# Task instructions:
Using the records below, give again exactly the lines from the line that contains "resource (register, login)." through the line that contains "use validator::Validate;", both ends included, and only those.

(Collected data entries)
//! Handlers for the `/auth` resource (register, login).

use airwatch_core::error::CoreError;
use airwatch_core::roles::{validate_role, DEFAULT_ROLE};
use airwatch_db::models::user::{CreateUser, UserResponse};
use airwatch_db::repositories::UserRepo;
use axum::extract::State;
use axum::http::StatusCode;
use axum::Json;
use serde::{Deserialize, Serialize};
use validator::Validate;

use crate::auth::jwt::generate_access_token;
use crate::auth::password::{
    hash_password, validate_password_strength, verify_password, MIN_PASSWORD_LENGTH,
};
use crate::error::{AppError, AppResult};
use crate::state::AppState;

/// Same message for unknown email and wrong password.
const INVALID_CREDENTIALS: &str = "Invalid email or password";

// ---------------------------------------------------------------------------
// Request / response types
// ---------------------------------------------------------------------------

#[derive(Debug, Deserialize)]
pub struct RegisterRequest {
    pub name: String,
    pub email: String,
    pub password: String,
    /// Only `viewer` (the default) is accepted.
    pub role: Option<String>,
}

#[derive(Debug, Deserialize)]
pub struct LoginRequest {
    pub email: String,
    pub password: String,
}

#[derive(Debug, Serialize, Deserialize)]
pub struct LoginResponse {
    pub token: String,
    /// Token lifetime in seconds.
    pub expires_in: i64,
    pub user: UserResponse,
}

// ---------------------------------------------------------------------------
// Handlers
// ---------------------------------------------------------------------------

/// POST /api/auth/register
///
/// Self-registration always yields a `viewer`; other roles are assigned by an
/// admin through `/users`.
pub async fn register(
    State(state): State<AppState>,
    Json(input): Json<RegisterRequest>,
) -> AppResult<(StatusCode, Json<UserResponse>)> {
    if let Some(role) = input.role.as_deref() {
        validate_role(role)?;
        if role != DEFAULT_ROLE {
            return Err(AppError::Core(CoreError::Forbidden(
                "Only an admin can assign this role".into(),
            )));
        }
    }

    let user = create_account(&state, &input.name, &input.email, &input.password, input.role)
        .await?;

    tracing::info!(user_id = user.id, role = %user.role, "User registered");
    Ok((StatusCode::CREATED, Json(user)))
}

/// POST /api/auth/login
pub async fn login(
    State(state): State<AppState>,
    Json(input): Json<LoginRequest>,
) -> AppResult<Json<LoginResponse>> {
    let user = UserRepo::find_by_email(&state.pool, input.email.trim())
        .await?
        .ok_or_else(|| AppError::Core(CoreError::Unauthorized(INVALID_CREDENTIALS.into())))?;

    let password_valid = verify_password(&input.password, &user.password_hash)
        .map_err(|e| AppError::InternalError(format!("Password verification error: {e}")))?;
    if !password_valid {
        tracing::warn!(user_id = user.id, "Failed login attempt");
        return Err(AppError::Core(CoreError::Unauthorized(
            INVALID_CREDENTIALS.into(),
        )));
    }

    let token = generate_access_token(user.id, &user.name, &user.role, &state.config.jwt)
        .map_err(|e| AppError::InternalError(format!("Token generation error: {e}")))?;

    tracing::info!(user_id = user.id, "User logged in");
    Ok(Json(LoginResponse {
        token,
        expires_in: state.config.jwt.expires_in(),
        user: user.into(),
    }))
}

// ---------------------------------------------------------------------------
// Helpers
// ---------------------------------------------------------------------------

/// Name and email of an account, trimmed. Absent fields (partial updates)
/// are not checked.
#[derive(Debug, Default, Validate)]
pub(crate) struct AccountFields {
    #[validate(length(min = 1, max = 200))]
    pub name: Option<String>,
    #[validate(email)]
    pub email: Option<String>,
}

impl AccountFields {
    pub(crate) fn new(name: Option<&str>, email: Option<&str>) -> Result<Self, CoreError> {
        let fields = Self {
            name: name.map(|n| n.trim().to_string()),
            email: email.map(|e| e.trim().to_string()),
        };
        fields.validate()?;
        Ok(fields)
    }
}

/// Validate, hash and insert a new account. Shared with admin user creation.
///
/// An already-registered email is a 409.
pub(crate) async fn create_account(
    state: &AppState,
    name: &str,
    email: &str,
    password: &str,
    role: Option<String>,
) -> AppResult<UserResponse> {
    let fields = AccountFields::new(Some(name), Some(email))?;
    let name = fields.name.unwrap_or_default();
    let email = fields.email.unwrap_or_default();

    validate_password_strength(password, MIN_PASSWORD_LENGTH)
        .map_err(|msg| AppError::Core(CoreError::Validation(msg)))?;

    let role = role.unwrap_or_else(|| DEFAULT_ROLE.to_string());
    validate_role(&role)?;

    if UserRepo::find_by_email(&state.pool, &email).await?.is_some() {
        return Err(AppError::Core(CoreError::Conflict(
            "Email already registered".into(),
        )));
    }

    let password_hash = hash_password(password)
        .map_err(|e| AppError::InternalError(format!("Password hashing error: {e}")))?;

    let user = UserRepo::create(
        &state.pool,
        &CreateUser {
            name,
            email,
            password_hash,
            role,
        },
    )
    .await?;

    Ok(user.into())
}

* * *

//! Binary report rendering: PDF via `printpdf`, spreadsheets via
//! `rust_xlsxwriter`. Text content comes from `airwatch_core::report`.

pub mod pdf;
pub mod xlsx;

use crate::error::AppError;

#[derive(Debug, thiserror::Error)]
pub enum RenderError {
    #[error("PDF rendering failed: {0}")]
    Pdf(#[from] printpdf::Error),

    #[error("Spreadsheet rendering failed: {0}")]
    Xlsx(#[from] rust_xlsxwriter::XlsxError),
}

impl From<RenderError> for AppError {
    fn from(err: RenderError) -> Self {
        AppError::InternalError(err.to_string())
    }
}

==

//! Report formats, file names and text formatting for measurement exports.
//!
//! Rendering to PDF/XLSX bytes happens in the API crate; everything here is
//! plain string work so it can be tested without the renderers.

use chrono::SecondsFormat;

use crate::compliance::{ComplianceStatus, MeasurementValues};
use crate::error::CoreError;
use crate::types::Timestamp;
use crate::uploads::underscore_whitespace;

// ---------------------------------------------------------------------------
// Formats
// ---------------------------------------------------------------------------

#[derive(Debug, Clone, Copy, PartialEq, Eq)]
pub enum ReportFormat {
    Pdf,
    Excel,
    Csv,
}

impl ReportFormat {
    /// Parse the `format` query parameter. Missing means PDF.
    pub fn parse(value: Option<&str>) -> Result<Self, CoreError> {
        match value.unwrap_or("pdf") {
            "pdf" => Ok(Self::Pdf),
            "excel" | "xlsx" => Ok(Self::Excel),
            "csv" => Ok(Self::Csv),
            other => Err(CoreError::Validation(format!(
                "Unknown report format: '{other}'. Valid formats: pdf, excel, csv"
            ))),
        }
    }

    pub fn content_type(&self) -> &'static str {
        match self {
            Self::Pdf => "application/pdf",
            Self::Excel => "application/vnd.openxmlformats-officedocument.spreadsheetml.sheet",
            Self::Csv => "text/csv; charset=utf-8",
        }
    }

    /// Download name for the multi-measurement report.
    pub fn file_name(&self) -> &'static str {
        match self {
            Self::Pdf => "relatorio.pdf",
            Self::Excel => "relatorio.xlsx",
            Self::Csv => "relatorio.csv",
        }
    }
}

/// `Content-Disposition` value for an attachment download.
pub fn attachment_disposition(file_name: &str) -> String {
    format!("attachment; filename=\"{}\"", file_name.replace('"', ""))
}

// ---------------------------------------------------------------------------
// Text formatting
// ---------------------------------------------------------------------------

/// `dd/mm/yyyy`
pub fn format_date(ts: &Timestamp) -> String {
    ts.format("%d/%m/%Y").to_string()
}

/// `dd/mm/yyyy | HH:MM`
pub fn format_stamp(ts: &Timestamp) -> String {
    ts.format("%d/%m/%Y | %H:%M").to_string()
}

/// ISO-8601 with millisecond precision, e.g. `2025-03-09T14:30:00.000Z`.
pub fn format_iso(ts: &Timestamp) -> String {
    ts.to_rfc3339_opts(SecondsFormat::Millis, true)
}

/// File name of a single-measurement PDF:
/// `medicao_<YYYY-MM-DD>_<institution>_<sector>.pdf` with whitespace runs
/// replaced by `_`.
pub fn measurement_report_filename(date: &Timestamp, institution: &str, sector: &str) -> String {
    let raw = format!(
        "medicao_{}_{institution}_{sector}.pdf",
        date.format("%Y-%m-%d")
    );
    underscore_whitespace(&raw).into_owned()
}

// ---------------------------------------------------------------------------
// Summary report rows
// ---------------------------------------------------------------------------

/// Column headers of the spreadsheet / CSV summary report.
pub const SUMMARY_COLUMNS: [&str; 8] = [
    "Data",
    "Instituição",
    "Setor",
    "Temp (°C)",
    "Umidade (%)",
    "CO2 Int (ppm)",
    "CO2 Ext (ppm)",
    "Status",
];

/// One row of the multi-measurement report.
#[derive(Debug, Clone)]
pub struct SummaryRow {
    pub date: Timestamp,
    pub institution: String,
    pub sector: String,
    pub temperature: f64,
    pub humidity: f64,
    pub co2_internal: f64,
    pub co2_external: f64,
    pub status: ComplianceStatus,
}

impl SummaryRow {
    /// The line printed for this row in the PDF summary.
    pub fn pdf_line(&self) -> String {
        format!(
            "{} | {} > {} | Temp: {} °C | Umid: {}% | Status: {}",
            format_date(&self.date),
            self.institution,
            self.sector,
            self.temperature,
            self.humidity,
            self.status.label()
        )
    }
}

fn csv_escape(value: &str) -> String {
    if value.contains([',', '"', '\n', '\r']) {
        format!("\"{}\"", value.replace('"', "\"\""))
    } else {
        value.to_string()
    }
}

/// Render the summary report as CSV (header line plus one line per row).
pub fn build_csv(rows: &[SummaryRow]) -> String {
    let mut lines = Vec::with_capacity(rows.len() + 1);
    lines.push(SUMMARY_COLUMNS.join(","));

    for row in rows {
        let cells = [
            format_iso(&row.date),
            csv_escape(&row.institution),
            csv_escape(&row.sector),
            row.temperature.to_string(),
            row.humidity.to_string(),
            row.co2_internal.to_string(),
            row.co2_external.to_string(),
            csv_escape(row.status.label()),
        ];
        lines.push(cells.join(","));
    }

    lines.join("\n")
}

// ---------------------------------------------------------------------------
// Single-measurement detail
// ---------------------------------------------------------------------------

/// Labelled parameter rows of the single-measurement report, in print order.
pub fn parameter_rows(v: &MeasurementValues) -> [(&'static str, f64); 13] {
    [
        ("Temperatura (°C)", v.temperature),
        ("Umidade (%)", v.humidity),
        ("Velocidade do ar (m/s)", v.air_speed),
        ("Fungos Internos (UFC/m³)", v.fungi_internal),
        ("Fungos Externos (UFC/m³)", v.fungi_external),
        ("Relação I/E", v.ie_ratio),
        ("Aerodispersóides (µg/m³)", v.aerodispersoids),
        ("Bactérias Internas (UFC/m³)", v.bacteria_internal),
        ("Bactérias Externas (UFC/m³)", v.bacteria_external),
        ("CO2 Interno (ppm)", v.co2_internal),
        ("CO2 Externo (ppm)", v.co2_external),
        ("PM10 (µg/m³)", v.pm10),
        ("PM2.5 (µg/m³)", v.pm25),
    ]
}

# Output for this task:
//! Handlers for the `/auth` resource (register, login).

use airwatch_core::error::CoreError;
use airwatch_core::roles::{validate_role, DEFAULT_ROLE};
use airwatch_db::models::user::{CreateUser, UserResponse};
use airwatch_db::repositories::UserRepo;
use axum::extract::State;
use axum::http::StatusCode;
use axum::Json;
use serde::{Deserialize, Serialize};
use validator::Validate;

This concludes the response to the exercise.